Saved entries
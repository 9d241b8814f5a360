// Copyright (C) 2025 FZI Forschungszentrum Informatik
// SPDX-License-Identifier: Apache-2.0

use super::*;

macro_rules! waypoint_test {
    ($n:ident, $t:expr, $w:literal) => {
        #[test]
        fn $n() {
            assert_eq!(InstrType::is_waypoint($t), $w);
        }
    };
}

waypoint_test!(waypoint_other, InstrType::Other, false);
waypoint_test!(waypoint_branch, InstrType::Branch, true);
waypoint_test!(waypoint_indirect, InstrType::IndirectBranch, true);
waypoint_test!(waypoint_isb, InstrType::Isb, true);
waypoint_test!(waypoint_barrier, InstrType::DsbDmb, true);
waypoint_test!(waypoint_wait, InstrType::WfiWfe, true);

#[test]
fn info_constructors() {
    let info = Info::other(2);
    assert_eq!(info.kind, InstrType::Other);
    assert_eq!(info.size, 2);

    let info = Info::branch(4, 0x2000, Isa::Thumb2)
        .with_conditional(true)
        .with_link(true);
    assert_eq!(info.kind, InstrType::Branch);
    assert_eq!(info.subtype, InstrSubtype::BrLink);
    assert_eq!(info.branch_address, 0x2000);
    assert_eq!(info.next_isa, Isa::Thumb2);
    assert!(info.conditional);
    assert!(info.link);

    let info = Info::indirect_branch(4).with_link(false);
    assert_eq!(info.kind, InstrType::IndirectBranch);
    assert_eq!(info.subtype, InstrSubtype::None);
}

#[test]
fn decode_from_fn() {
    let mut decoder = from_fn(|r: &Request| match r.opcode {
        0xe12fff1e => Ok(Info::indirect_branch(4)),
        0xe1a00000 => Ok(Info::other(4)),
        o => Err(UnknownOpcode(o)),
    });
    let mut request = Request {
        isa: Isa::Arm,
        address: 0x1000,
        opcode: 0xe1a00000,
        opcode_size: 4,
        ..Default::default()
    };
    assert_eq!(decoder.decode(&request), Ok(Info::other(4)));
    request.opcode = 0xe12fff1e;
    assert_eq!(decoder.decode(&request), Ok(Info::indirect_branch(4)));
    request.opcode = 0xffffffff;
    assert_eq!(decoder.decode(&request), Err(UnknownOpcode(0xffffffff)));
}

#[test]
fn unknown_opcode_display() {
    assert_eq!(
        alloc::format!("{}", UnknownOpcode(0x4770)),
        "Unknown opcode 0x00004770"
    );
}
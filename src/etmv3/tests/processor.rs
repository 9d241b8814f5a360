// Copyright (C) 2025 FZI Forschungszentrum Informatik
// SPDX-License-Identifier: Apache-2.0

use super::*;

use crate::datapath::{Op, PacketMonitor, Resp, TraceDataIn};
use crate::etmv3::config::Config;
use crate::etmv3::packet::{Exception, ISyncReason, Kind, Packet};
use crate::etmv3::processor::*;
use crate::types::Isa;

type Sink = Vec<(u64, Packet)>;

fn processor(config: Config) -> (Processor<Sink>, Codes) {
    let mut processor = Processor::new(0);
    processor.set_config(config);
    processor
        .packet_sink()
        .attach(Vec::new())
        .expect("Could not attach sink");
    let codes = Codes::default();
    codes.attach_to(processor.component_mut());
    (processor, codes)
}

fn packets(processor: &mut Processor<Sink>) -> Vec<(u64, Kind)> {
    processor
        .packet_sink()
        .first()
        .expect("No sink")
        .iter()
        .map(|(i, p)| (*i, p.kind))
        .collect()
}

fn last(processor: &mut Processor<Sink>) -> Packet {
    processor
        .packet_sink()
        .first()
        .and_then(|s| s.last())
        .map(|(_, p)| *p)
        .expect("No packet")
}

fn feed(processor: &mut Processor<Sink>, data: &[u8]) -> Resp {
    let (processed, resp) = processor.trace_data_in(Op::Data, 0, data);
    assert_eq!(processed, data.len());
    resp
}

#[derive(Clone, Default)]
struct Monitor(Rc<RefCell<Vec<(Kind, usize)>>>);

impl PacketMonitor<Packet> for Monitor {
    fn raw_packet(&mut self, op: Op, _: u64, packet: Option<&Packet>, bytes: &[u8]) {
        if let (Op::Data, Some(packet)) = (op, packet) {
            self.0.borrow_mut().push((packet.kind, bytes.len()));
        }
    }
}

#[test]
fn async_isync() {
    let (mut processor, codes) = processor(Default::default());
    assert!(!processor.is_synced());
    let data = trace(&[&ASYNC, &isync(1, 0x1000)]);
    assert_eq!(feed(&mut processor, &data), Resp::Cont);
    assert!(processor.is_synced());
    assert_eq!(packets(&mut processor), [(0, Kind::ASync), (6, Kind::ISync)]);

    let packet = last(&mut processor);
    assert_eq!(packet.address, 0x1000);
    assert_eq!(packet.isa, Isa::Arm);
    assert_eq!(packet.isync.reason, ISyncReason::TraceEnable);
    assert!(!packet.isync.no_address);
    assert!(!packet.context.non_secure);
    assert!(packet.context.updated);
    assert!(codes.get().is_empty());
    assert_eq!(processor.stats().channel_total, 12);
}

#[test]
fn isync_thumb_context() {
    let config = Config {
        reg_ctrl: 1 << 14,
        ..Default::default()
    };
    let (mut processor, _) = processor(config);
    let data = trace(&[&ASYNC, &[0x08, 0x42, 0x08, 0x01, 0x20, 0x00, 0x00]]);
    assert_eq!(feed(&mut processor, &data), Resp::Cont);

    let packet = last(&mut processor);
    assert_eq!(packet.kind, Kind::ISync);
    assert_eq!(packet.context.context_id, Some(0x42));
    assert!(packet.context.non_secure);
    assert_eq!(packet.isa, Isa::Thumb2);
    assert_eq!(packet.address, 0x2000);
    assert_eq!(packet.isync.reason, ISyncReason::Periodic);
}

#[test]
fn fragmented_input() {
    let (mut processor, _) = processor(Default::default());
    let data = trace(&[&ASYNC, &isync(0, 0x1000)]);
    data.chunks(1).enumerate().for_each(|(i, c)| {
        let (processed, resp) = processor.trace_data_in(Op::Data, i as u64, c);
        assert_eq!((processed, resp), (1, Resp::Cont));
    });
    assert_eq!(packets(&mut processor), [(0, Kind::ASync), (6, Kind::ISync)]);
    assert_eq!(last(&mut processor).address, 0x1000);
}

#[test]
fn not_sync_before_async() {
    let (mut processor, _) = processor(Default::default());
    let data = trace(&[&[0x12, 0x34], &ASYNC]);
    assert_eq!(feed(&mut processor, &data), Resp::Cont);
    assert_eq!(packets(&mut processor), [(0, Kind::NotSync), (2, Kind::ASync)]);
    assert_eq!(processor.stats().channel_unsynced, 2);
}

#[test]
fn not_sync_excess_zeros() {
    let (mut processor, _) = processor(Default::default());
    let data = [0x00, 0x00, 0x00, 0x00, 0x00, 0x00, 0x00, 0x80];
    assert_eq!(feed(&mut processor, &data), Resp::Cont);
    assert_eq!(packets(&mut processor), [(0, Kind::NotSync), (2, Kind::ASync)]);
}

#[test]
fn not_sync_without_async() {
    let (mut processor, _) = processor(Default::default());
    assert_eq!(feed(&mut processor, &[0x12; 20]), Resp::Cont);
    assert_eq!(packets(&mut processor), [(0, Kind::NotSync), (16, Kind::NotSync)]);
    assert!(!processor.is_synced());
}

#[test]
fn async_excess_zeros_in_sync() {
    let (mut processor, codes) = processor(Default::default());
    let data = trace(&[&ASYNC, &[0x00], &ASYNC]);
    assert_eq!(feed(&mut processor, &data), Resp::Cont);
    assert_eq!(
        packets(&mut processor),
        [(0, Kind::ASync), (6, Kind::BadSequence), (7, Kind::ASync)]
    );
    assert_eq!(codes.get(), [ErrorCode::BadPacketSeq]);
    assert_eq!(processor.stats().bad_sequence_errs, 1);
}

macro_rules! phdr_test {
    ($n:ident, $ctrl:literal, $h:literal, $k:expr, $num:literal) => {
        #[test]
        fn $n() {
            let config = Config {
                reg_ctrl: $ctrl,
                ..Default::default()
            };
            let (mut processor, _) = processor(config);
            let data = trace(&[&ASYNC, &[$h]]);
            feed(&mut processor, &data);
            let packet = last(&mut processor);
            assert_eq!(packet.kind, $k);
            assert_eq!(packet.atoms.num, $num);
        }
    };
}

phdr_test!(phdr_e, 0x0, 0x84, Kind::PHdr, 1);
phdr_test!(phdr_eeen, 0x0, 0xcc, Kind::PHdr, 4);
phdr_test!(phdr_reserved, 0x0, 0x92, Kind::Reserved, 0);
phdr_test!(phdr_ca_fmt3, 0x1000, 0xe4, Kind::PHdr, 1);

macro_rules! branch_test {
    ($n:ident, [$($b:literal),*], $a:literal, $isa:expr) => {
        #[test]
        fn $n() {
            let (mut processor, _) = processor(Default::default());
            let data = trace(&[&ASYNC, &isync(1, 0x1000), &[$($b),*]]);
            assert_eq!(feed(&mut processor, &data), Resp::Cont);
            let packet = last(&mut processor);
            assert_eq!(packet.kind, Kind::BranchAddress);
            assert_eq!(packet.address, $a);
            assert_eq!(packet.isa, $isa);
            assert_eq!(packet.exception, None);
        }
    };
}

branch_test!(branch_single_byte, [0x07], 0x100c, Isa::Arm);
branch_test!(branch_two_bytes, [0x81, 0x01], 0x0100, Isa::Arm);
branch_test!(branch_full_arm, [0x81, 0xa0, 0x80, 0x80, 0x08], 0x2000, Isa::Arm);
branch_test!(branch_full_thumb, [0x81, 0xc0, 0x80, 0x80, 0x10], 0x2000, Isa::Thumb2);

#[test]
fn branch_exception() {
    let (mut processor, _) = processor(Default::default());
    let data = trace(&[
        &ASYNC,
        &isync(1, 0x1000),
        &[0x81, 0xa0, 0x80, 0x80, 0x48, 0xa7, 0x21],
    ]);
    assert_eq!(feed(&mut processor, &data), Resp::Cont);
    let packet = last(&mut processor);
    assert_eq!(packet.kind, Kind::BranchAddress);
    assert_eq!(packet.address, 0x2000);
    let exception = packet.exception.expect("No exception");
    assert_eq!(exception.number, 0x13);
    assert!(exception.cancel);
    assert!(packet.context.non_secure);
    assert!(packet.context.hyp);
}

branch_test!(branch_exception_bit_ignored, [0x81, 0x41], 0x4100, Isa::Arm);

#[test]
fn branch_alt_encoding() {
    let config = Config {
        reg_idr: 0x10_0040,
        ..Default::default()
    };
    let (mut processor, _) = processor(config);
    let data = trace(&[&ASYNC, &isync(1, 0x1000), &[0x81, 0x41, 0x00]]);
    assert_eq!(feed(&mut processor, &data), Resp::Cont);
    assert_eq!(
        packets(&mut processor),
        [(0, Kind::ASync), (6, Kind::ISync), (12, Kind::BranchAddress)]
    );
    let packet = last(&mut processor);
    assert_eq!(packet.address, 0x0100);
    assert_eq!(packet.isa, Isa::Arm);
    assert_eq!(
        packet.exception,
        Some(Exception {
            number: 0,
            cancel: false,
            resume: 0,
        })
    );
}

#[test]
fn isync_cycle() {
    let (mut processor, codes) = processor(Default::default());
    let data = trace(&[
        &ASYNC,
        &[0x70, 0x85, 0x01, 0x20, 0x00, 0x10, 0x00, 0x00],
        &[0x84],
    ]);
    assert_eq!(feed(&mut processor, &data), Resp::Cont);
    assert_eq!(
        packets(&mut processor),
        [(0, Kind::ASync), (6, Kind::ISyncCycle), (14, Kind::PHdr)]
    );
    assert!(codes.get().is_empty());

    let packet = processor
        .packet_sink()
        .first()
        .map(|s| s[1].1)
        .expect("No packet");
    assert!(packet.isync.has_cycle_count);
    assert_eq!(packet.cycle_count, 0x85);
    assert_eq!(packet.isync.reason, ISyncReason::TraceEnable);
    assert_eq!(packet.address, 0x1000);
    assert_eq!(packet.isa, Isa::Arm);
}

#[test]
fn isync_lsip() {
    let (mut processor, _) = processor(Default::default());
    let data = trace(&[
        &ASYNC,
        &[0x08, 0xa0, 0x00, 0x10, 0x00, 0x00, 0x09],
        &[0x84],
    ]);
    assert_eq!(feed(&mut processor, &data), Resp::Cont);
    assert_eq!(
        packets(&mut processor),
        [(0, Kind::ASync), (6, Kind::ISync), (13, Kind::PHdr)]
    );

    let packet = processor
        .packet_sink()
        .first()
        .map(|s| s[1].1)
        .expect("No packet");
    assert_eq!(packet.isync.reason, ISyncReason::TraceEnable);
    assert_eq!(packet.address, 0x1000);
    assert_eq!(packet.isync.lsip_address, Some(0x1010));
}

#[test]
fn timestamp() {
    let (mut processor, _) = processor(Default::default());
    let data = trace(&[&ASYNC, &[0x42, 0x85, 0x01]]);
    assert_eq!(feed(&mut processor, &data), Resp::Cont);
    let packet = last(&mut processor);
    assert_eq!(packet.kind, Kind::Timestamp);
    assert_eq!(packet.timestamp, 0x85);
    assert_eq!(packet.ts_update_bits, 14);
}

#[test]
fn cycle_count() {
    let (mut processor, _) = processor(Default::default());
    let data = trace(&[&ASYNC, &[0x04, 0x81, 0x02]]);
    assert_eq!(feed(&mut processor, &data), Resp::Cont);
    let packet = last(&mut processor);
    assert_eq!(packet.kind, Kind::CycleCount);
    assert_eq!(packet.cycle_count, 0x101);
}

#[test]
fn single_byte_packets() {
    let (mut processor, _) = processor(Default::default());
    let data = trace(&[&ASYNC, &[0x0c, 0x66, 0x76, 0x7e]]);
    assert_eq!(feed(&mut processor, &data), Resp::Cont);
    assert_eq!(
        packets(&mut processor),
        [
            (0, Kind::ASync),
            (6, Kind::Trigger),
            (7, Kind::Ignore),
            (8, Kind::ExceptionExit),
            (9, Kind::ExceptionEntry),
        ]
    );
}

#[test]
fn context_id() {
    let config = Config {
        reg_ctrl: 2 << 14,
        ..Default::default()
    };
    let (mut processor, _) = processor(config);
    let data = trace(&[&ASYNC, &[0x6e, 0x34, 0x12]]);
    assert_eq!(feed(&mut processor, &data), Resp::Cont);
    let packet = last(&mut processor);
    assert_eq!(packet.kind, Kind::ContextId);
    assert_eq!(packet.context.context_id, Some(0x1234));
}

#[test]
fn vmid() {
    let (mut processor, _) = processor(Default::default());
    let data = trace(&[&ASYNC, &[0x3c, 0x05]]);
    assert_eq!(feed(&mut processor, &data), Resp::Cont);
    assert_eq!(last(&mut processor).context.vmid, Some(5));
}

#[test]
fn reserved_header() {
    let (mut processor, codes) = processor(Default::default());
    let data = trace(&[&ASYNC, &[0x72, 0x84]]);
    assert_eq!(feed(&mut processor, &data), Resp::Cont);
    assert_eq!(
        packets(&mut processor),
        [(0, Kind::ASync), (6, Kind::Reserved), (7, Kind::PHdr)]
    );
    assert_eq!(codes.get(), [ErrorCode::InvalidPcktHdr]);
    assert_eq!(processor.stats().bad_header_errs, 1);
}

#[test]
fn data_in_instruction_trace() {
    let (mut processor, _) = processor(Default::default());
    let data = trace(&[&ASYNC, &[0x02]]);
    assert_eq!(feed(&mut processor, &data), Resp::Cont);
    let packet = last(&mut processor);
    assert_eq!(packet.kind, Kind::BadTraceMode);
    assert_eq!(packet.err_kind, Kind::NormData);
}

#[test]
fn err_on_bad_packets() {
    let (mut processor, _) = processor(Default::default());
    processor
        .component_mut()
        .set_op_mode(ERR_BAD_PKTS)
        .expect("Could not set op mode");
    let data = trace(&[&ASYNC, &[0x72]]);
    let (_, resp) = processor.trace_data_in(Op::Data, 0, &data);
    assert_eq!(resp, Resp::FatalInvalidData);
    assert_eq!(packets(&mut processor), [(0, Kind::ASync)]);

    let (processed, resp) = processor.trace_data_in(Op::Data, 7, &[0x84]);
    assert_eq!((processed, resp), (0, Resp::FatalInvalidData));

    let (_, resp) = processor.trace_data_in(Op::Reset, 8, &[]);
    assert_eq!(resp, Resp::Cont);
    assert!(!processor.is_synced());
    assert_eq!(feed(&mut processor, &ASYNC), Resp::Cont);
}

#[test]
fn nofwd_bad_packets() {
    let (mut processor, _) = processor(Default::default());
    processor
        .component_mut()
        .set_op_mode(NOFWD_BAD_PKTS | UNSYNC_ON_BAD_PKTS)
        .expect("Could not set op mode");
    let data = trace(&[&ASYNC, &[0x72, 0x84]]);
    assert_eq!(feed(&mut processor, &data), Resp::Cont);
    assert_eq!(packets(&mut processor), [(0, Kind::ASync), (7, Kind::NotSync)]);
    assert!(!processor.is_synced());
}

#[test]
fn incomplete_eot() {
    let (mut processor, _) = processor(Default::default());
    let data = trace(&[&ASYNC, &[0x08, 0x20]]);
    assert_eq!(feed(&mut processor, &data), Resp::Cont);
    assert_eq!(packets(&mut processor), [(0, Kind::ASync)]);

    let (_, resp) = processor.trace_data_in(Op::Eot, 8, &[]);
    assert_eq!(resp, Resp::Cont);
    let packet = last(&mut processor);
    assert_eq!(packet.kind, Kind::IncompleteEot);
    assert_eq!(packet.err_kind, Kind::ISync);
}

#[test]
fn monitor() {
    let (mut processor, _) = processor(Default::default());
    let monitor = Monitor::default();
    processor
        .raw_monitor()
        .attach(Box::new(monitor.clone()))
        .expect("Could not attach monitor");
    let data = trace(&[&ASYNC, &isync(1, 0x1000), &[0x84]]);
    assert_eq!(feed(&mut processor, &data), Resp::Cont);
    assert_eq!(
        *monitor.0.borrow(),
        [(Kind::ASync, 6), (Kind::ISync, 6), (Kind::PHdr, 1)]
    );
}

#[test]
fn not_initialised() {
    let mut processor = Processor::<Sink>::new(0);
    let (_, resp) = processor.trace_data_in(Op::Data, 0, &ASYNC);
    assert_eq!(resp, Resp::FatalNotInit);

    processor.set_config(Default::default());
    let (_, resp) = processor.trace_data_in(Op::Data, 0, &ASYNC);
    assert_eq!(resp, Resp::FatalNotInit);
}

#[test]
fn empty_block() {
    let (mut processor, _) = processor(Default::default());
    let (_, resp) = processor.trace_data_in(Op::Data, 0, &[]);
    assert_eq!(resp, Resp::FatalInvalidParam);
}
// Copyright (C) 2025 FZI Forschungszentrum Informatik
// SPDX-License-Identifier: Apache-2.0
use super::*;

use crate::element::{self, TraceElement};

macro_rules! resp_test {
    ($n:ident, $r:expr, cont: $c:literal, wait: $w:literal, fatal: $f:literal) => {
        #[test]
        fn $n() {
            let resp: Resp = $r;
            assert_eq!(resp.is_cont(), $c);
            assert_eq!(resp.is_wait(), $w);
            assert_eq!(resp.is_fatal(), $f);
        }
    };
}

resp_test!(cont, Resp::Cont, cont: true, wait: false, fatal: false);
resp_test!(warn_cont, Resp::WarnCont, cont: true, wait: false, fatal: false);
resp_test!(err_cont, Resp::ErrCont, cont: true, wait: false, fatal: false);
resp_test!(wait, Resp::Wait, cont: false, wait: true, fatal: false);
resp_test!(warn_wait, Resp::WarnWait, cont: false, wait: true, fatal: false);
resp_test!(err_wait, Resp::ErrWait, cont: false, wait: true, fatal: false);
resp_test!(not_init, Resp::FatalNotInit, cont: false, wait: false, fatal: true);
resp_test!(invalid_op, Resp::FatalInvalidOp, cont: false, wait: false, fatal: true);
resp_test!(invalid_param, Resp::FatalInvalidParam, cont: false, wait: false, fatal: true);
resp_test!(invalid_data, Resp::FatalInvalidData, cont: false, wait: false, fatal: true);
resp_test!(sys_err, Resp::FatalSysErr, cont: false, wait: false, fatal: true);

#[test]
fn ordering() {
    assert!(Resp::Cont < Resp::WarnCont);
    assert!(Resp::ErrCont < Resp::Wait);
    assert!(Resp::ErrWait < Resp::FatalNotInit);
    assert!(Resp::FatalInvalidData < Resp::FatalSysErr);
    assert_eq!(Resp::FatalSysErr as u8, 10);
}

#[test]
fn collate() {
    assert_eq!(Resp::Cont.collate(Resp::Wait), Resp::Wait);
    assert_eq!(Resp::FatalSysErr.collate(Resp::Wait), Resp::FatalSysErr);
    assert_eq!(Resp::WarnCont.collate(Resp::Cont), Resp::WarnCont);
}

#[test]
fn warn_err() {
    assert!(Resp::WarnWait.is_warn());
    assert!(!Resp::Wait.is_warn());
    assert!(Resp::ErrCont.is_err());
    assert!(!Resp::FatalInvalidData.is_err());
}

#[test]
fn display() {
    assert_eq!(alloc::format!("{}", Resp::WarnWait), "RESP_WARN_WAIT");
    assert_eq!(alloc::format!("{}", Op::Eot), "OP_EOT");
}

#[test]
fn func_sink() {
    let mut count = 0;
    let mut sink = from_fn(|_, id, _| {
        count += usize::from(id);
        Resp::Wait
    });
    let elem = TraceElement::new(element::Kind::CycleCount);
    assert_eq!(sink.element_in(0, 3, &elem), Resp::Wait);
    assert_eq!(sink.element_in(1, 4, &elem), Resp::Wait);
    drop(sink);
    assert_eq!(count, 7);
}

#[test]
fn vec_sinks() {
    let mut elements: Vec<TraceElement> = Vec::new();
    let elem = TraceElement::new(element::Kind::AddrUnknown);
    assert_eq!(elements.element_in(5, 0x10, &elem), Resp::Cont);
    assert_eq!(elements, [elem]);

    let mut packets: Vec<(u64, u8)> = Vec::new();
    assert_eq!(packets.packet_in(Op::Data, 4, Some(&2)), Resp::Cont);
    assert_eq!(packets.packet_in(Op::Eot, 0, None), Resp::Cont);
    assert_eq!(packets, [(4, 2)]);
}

_Problem_. The lines to extract from the data above begin with the line containing "assert_eq!(packet.err_kind, Kind::NormData);" and end with the line containing "assert_eq!(resp, Resp::FatalInvalidData);". Extract them exactly, including both.

_Expected answer_.
    assert_eq!(packet.err_kind, Kind::NormData);
}

#[test]
fn err_on_bad_packets() {
    let (mut processor, _) = processor(Default::default());
    processor
        .component_mut()
        .set_op_mode(ERR_BAD_PKTS)
        .expect("Could not set op mode");
    let data = trace(&[&ASYNC, &[0x72]]);
    let (_, resp) = processor.trace_data_in(Op::Data, 0, &data);
    assert_eq!(resp, Resp::FatalInvalidData);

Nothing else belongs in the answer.